*Aim of the exercise:*
When the string "endpoint" appears in a line of the records, show the whole line.
Available data below:
use super::*;

#[test]
fn display_prefixes_are_stable() {
    assert!(
        MapExportError::validation("x")
            .to_string()
            .contains("validation error:")
    );
    assert!(
        MapExportError::fetch("x")
            .to_string()
            .contains("fetch error:")
    );
    assert!(
        MapExportError::decode("x")
            .to_string()
            .contains("decode error:")
    );
    assert!(
        MapExportError::render("x")
            .to_string()
            .contains("render error:")
    );
    assert!(
        MapExportError::encode("x")
            .to_string()
            .contains("encode error:")
    );
}

#[test]
fn other_preserves_source() {
    let base = std::io::Error::other("boom");
    let err = MapExportError::Other(anyhow::Error::new(base));
    assert!(err.to_string().contains("boom"));
}
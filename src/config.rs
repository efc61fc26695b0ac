//! Configuration loader and validator for the Shopify→eBay bridge.
use serde::{Deserialize, Serialize};
use std::fs;
use std::path::Path;
use thiserror::Error;

#[derive(Debug, Error)]
pub enum ConfigError {
    #[error("I/O error: {0}")]
    Io(#[from] std::io::Error),
    #[error("YAML parse error: {0}")]
    Parse(#[from] serde_yaml::Error),
    #[error("Invalid configuration: {0}")]
    Invalid(&'static str),
}

/// Root configuration struct mirroring the YAML schema exactly.
#[derive(Debug, Clone, Serialize, Deserialize, PartialEq, Eq)]
pub struct Config {
    pub app: App,
    #[serde(default)]
    pub database: Database,
    pub shopify: Shopify,
    pub ebay: Ebay,
}

/// App-level settings.
#[derive(Debug, Clone, Serialize, Deserialize, PartialEq, Eq)]
pub struct App {
    /// Interval between cron-triggered full syncs, in seconds.
    pub sync_interval_secs: u64,
    /// Shop domains to sync on the cron trigger. Webhook-triggered syncs are
    /// not limited to this list.
    #[serde(default)]
    pub shops: Vec<String>,
    /// Public callback URL for webhook subscriptions. When absent, webhook
    /// registration at startup is skipped.
    #[serde(default)]
    pub webhook_address: Option<String>,
}

/// Storage settings. `url` absent selects the in-memory fallback store.
#[derive(Debug, Clone, Default, Serialize, Deserialize, PartialEq, Eq)]
pub struct Database {
    pub url: Option<String>,
}

/// Shopify Admin API settings.
#[derive(Debug, Clone, Serialize, Deserialize, PartialEq, Eq)]
pub struct Shopify {
    pub api_version: String,
}

/// eBay Sell API settings and listing defaults.
#[derive(Debug, Clone, Serialize, Deserialize, PartialEq, Eq)]
pub struct Ebay {
    pub api_base: String,
    pub token: String,
    pub marketplace_id: String,
    pub currency: String,
    pub merchant_location_key: String,
    pub fulfillment_policy_id: String,
    pub payment_policy_id: String,
    pub return_policy_id: String,
    pub category_id: String,
}

impl Config {
    /// Effective database URL: `DATABASE_URL` env wins over the config file.
    pub fn database_url(&self) -> Option<String> {
        std::env::var("DATABASE_URL")
            .ok()
            .filter(|v| !v.trim().is_empty())
            .or_else(|| self.database.url.clone())
    }
}

/// Load configuration from a YAML file and validate it.
/// - If `path` is None, uses `config.yaml` in the current working directory.
pub fn load(path: Option<&Path>) -> Result<Config, ConfigError> {
    let path = path.unwrap_or_else(|| Path::new("config.yaml"));
    let content = fs::read_to_string(path)?;
    let cfg: Config = serde_yaml::from_str(&content)?;
    validate(&cfg)?;
    Ok(cfg)
}

/// Validate a configuration instance.
fn validate(cfg: &Config) -> Result<(), ConfigError> {
    if cfg.app.sync_interval_secs == 0 {
        return Err(ConfigError::Invalid("app.sync_interval_secs must be > 0"));
    }

    if cfg.shopify.api_version.trim().is_empty() {
        return Err(ConfigError::Invalid("shopify.api_version must be non-empty"));
    }

    if cfg.ebay.api_base.trim().is_empty() {
        return Err(ConfigError::Invalid("ebay.api_base must be non-empty"));
    }
    if cfg.ebay.token.trim().is_empty() {
        return Err(ConfigError::Invalid("ebay.token must be non-empty"));
    }
    if cfg.ebay.marketplace_id.trim().is_empty() {
        return Err(ConfigError::Invalid("ebay.marketplace_id must be non-empty"));
    }
    if cfg.ebay.currency.trim().is_empty() {
        return Err(ConfigError::Invalid("ebay.currency must be non-empty"));
    }
    if cfg.ebay.merchant_location_key.trim().is_empty() {
        return Err(ConfigError::Invalid(
            "ebay.merchant_location_key must be non-empty",
        ));
    }
    if cfg.ebay.fulfillment_policy_id.trim().is_empty() {
        return Err(ConfigError::Invalid(
            "ebay.fulfillment_policy_id must be non-empty",
        ));
    }
    if cfg.ebay.payment_policy_id.trim().is_empty() {
        return Err(ConfigError::Invalid("ebay.payment_policy_id must be non-empty"));
    }
    if cfg.ebay.return_policy_id.trim().is_empty() {
        return Err(ConfigError::Invalid("ebay.return_policy_id must be non-empty"));
    }
    if cfg.ebay.category_id.trim().is_empty() {
        return Err(ConfigError::Invalid("ebay.category_id must be non-empty"));
    }

    Ok(())
}

/// Example YAML document, used by tests and as a starting point for deploys.
pub fn example() -> &'static str {
    r#"app:
  sync_interval_secs: 900
  shops:
    - "demo.myshopify.com"
  webhook_address: "https://bridge.example.com/webhooks/shopify"

database:
  url: "sqlite://./data/bridge.db"

shopify:
  api_version: "2024-01"

ebay:
  api_base: "https://api.ebay.com/"
  token: "YOUR_EBAY_OAUTH_TOKEN"
  marketplace_id: "EBAY_US"
  currency: "USD"
  merchant_location_key: "default"
  fulfillment_policy_id: "FULFILLMENT_POLICY_ID"
  payment_policy_id: "PAYMENT_POLICY_ID"
  return_policy_id: "RETURN_POLICY_ID"
  category_id: "9355"
"#
}
use chrono::{DateTime, Utc};
use serde::{Deserialize, Serialize};
use serde_json::Value;

/// Lifecycle state of a sync run. `Running` is the only initial state;
/// `Success` and `Error` are terminal.
#[derive(Debug, Clone, Copy, Serialize, Deserialize, PartialEq, Eq)]
#[serde(rename_all = "lowercase")]
pub enum RunStatus {
    Running,
    Success,
    Error,
}

impl RunStatus {
    pub fn as_str(&self) -> &'static str {
        match self {
            RunStatus::Running => "running",
            RunStatus::Success => "success",
            RunStatus::Error => "error",
        }
    }

    pub fn parse(s: &str) -> Option<Self> {
        match s {
            "running" => Some(RunStatus::Running),
            "success" => Some(RunStatus::Success),
            "error" => Some(RunStatus::Error),
            _ => None,
        }
    }
}

#[derive(Debug, Clone, Copy, Serialize, Deserialize, PartialEq, Eq)]
#[serde(rename_all = "lowercase")]
pub enum LogLevel {
    Info,
    Warn,
    Error,
}

impl LogLevel {
    pub fn as_str(&self) -> &'static str {
        match self {
            LogLevel::Info => "info",
            LogLevel::Warn => "warn",
            LogLevel::Error => "error",
        }
    }

    pub fn parse(s: &str) -> Option<Self> {
        match s {
            "info" => Some(LogLevel::Info),
            "warn" => Some(LogLevel::Warn),
            "error" => Some(LogLevel::Error),
            _ => None,
        }
    }
}

/// One logical sync/relay operation with its lifecycle and summary.
#[derive(Debug, Clone, Serialize, Deserialize)]
pub struct Run {
    pub id: String,
    pub shop: String,
    pub trigger: String,
    pub status: RunStatus,
    pub summary: Value,
    pub started_at: DateTime<Utc>,
    pub finished_at: Option<DateTime<Utc>>,
}

/// A single step recorded against a run.
#[derive(Debug, Clone, Serialize, Deserialize)]
pub struct RunLogEntry {
    pub id: i64,
    pub run_id: String,
    pub level: LogLevel,
    pub message: String,
    pub meta: Option<Value>,
    pub created_at: DateTime<Utc>,
}

/// Stored access credential for one shop.
#[derive(Debug, Clone, Serialize, Deserialize)]
pub struct ShopToken {
    pub shop: String,
    pub access_token: String,
    pub updated_at: DateTime<Utc>,
}

/// Association between a shop variant (by SKU) and its eBay counterpart.
#[derive(Debug, Clone, Serialize, Deserialize)]
pub struct EbayLink {
    pub shop: String,
    pub sku: String,
    pub product_id: i64,
    pub variant_id: i64,
    pub ebay_offer_id: Option<String>,
    pub ebay_listing_id: Option<String>,
    pub status: String,
    pub last_error: Option<String>,
    pub updated_at: DateTime<Utc>,
}

/// Field set for a link merge-upsert.
///
/// `product_id` and `variant_id` always overwrite. `ebay_offer_id`,
/// `ebay_listing_id` and `status` overwrite only when `Some`, so a caller
/// that doesn't know the current offer id can't blank it. `last_error`
/// always overwrites, including to `None`, which is how a successful relay
/// clears a stale error.
#[derive(Debug, Clone, Default)]
pub struct LinkUpsert {
    pub shop: String,
    pub sku: String,
    pub product_id: i64,
    pub variant_id: i64,
    pub ebay_offer_id: Option<String>,
    pub ebay_listing_id: Option<String>,
    pub status: Option<String>,
    pub last_error: Option<String>,
}
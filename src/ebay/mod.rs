//! eBay Sell Inventory API client.
//!
//! Thin wrapper over the REST calls the relay pipeline needs. Failures carry
//! the response status and body verbatim so the text survives into run logs
//! and summaries unchanged; retries belong to callers, not here.

use anyhow::{anyhow, Context, Result};
use async_trait::async_trait;
use reqwest::{Client, Url};
use std::fmt;

use crate::ebay::model::{CreateOfferResp, InventoryItem, Offer, PublishOfferResp};

pub mod model;

pub use model::{Amount, ListingPolicies, PricingSummary};

#[async_trait]
pub trait EbayService: Send + Sync {
    /// Create or replace the inventory item for a SKU.
    async fn upsert_inventory_item(&self, sku: &str, item: &InventoryItem) -> Result<()>;

    /// Create an offer for a SKU; returns the offer id.
    async fn create_offer(&self, offer: &Offer) -> Result<String>;

    /// Replace an existing offer.
    async fn update_offer(&self, offer_id: &str, offer: &Offer) -> Result<()>;

    /// Publish an offer into a live listing; returns the listing id.
    async fn publish_offer(&self, offer_id: &str) -> Result<String>;
}

#[derive(Clone)]
pub struct EbayClient {
    http: Client,
    base_url: Url,
    token: String,
}

impl fmt::Debug for EbayClient {
    fn fmt(&self, f: &mut fmt::Formatter<'_>) -> fmt::Result {
        f.debug_struct("EbayClient")
            .field("base_url", &self.base_url)
            .finish_non_exhaustive()
    }
}

impl EbayClient {
    pub fn new(api_base: &str, token: String) -> Result<Self> {
        let base_url = Url::parse(api_base).context("invalid eBay API base URL")?;
        let http = Client::builder()
            .user_agent("shopify-ebay-bridge/0.1")
            .build()
            .expect("reqwest client");
        Ok(Self {
            http,
            base_url,
            token,
        })
    }

    fn endpoint(&self, path: &str) -> Result<Url> {
        self.base_url.join(path).context("invalid eBay endpoint")
    }

    async fn check(res: reqwest::Response, what: &str) -> Result<reqwest::Response> {
        if !res.status().is_success() {
            let status = res.status();
            let body = res.text().await.unwrap_or_default();
            return Err(anyhow!("ebay {} error {}: {}", what, status, body));
        }
        Ok(res)
    }
}

#[async_trait]
impl EbayService for EbayClient {
    async fn upsert_inventory_item(&self, sku: &str, item: &InventoryItem) -> Result<()> {
        let url = self.endpoint(&format!("sell/inventory/v1/inventory_item/{sku}"))?;
        let res = self
            .http
            .put(url)
            .bearer_auth(&self.token)
            .header("Content-Language", "en-US")
            .json(item)
            .send()
            .await
            .context("failed to reach eBay")?;
        Self::check(res, "inventory item").await?;
        Ok(())
    }

    async fn create_offer(&self, offer: &Offer) -> Result<String> {
        let url = self.endpoint("sell/inventory/v1/offer")?;
        let res = self
            .http
            .post(url)
            .bearer_auth(&self.token)
            .header("Content-Language", "en-US")
            .json(offer)
            .send()
            .await
            .context("failed to reach eBay")?;
        let res = Self::check(res, "offer create").await?;
        let payload: CreateOfferResp = res.json().await.context("invalid eBay offer JSON")?;
        Ok(payload.offer_id)
    }

    async fn update_offer(&self, offer_id: &str, offer: &Offer) -> Result<()> {
        let url = self.endpoint(&format!("sell/inventory/v1/offer/{offer_id}"))?;
        let res = self
            .http
            .put(url)
            .bearer_auth(&self.token)
            .header("Content-Language", "en-US")
            .json(offer)
            .send()
            .await
            .context("failed to reach eBay")?;
        Self::check(res, "offer update").await?;
        Ok(())
    }

    async fn publish_offer(&self, offer_id: &str) -> Result<String> {
        let url = self.endpoint(&format!("sell/inventory/v1/offer/{offer_id}/publish"))?;
        let res = self
            .http
            .post(url)
            .bearer_auth(&self.token)
            .send()
            .await
            .context("failed to reach eBay")?;
        let res = Self::check(res, "offer publish").await?;
        let payload: PublishOfferResp = res.json().await.context("invalid eBay publish JSON")?;
        Ok(payload.listing_id)
    }
}
//! Shopify→eBay bridge: OAuth-installed storefront integration that relays
//! product and inventory changes to eBay listings, keeping a small amount of
//! linkage and run-history state.

pub mod config;
pub mod ebay;
pub mod handlers;
pub mod model;
pub mod shopify;
pub mod store;
pub mod sync;
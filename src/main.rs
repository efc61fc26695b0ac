use anyhow::Result;
use clap::Parser;
use serde_json::json;
use std::path::PathBuf;
use std::time::Duration;
use tracing::{error, info};

use shopify_ebay_bridge::ebay::EbayClient;
use shopify_ebay_bridge::shopify::{ShopifyClient, ShopifyService};
use shopify_ebay_bridge::{config, store, sync};

#[derive(Debug, Parser)]
#[command(author, version, about)]
struct Args {
    /// Path to YAML config file
    #[arg(long, default_value = "config.yaml")]
    config: PathBuf,
}

#[tokio::main]
async fn main() -> Result<()> {
    tracing_subscriber::fmt()
        .with_env_filter(tracing_subscriber::EnvFilter::from_default_env())
        .with_target(false)
        .compact()
        .init();

    let args = Args::parse();
    let cfg = config::load(Some(&args.config))?;

    // A configured-but-broken database aborts startup here; only a missing
    // URL downgrades to the in-memory store.
    let store = store::connect(cfg.database_url().as_deref()).await?;

    let shopify = ShopifyClient::new(cfg.shopify.api_version.clone());
    let ebay = EbayClient::new(&cfg.ebay.api_base, cfg.ebay.token.clone())?;

    // Best-effort webhook (re-)registration for shops that already have a
    // token; registering an existing subscription is a no-op on the API side.
    if let Some(address) = &cfg.app.webhook_address {
        for shop in &cfg.app.shops {
            let Some(token) = store.get_token(shop).await? else {
                info!(%shop, "no token stored; skipping webhook registration");
                continue;
            };
            for topic in ["products/update", "inventory_levels/update"] {
                if let Err(err) = shopify.register_webhook(shop, &token, topic, address).await {
                    error!(?err, %shop, topic, "failed to register webhook");
                }
            }
        }
    }

    info!(shops = cfg.app.shops.len(), "starting periodic sync loop");
    let interval = Duration::from_secs(cfg.app.sync_interval_secs);
    loop {
        for shop in &cfg.app.shops {
            match sync::run_product_sync(
                store.as_ref(),
                &shopify,
                &ebay,
                &cfg.ebay,
                shop,
                "cron",
                json!({}),
            )
            .await
            {
                Ok(run_id) => info!(%shop, %run_id, "cron sync run recorded"),
                Err(err) => error!(?err, %shop, "cron sync failed"),
            }
        }
        tokio::time::sleep(interval).await;
    }
}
End of Available data.
*Result:*
    fn endpoint(&self, path: &str) -> Result<Url> {
        self.base_url.join(path).context("invalid eBay endpoint")
        let url = self.endpoint(&format!("sell/inventory/v1/inventory_item/{sku}"))?;
        let url = self.endpoint("sell/inventory/v1/offer")?;
        let url = self.endpoint(&format!("sell/inventory/v1/offer/{offer_id}"))?;
        let url = self.endpoint(&format!("sell/inventory/v1/offer/{offer_id}/publish"))?;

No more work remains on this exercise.